- _Listed records_:
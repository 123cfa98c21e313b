use std::sync::Arc;

use releaf_content::ops::create_node;
use releaf_content::registry::{ContentTypeConfig, TypeRegistry};
use releaf_content::{NewNode, NodeId, NodeSchema, SinglenessRule, Tree};

/// Registry with three record types and one controller type
#[allow(dead_code)]
pub fn registry() -> TypeRegistry {
    TypeRegistry::builder()
        .register("Text", ContentTypeConfig::record(["id", "text_html"]))
        .and_then(|b| {
            b.register(
                "Book",
                ContentTypeConfig::record(["id", "title", "year", "created_at", "updated_at"])
                    .with_permit_attributes(["title", "year"])
                    .with_fields_to_display("edit", ["title"])
                    .merging_node_fields(),
            )
        })
        .and_then(|b| b.register("Store", ContentTypeConfig::record(["id", "title"])))
        .and_then(|b| b.register("ContactFormController", ContentTypeConfig::controller()))
        .expect("fixture registry is valid")
        .node_fields_to_display(["name"])
        .build()
}

/// One Book per Store subtree
#[allow(dead_code)]
pub fn scoped_schema() -> Arc<NodeSchema> {
    NodeSchema::new(registry())
        .with_singleness(SinglenessRule::new(["Book"]).under(["Store"]))
        .with_default_locale("en")
        .shared()
}

/// One Book in the whole tree
#[allow(dead_code)]
pub fn global_schema() -> Arc<NodeSchema> {
    NodeSchema::new(registry())
        .with_singleness(SinglenessRule::new(["Book"]))
        .shared()
}

#[allow(dead_code)]
pub fn new_tree() -> Tree {
    Tree::new(scoped_schema())
}

/// Create a node of `content_type` named `name` under `parent`
#[allow(dead_code)]
pub fn add(tree: &mut Tree, name: &str, content_type: &str, parent: Option<NodeId>) -> NodeId {
    let mut new = NewNode::new(name, content_type);
    new.parent_id = parent;
    create_node(tree, new).expect("fixture node is valid")
}

/// root(Text) -> mid(Text) -> [leaf1(Text), leaf2(Text)], plus a second root
#[allow(dead_code)]
pub struct Sample {
    pub tree: Tree,
    pub root: NodeId,
    pub mid: NodeId,
    pub leaf1: NodeId,
    pub leaf2: NodeId,
    pub other_root: NodeId,
}

#[allow(dead_code)]
pub fn sample() -> Sample {
    let mut tree = new_tree();
    let root = add(&mut tree, "Root", "Text", None);
    let mid = add(&mut tree, "Mid", "Text", Some(root));
    let leaf1 = add(&mut tree, "Leaf one", "Text", Some(mid));
    let leaf2 = add(&mut tree, "Leaf two", "Text", Some(mid));
    let other_root = add(&mut tree, "Other", "Text", None);
    Sample {
        tree,
        root,
        mid,
        leaf1,
        leaf2,
        other_root,
    }
}

/// Snapshot of every node's bounds, keyed by id
#[allow(dead_code)]
pub fn bounds_by_id(tree: &Tree) -> Vec<(NodeId, i64, i64, u32)> {
    let mut out: Vec<_> = tree
        .list_nodes()
        .into_iter()
        .map(|n| (n.id, n.lft(), n.rgt(), n.depth()))
        .collect();
    out.sort();
    out
}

- _Activity_: On how many lines above does the word "Some" appear? Only the number should be given.

- _Exercise result_: 3